Exercise: Copy the material below exactly, but only from the line with "pub mod config;" onward, the final line included.
******************************
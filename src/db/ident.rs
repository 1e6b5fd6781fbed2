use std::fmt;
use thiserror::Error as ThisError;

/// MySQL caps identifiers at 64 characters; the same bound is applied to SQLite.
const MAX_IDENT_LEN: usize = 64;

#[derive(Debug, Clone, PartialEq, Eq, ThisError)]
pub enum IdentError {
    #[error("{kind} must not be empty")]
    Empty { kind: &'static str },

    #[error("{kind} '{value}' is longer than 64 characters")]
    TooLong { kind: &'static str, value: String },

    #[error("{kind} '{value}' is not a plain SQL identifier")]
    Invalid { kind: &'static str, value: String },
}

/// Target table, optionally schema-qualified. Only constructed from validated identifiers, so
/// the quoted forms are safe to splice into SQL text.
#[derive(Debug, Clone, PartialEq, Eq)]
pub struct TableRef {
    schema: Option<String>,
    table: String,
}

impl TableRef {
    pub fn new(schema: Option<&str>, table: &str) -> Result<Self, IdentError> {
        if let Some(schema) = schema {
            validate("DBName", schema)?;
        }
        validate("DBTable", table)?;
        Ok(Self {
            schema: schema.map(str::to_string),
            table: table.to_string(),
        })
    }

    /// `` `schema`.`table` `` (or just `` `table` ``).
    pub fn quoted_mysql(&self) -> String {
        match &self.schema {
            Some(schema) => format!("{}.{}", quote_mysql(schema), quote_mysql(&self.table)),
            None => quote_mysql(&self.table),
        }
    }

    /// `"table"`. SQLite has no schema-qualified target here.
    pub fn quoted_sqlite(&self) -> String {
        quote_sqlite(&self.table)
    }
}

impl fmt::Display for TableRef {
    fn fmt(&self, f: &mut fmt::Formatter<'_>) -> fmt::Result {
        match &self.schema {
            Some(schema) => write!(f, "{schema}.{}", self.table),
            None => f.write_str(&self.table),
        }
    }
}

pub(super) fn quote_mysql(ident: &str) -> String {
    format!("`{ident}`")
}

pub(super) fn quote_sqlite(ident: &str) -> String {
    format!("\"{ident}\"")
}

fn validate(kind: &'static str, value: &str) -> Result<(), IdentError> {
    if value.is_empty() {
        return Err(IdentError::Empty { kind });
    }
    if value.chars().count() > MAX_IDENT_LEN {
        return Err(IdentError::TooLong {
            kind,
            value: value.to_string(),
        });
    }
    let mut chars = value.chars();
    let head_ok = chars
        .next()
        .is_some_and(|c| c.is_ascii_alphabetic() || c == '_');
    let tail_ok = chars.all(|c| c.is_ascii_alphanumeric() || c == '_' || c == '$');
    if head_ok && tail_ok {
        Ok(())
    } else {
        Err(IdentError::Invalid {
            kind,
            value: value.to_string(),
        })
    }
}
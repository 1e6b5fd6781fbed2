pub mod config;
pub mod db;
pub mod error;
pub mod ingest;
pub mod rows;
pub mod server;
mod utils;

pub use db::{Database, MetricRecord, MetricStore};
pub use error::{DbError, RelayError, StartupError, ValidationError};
******************************
Exercise response:
pub mod config;
pub mod db;
pub mod error;
pub mod ingest;
pub mod rows;
pub mod server;
mod utils;

pub use db::{Database, MetricRecord, MetricStore};
pub use error::{DbError, RelayError, StartupError, ValidationError};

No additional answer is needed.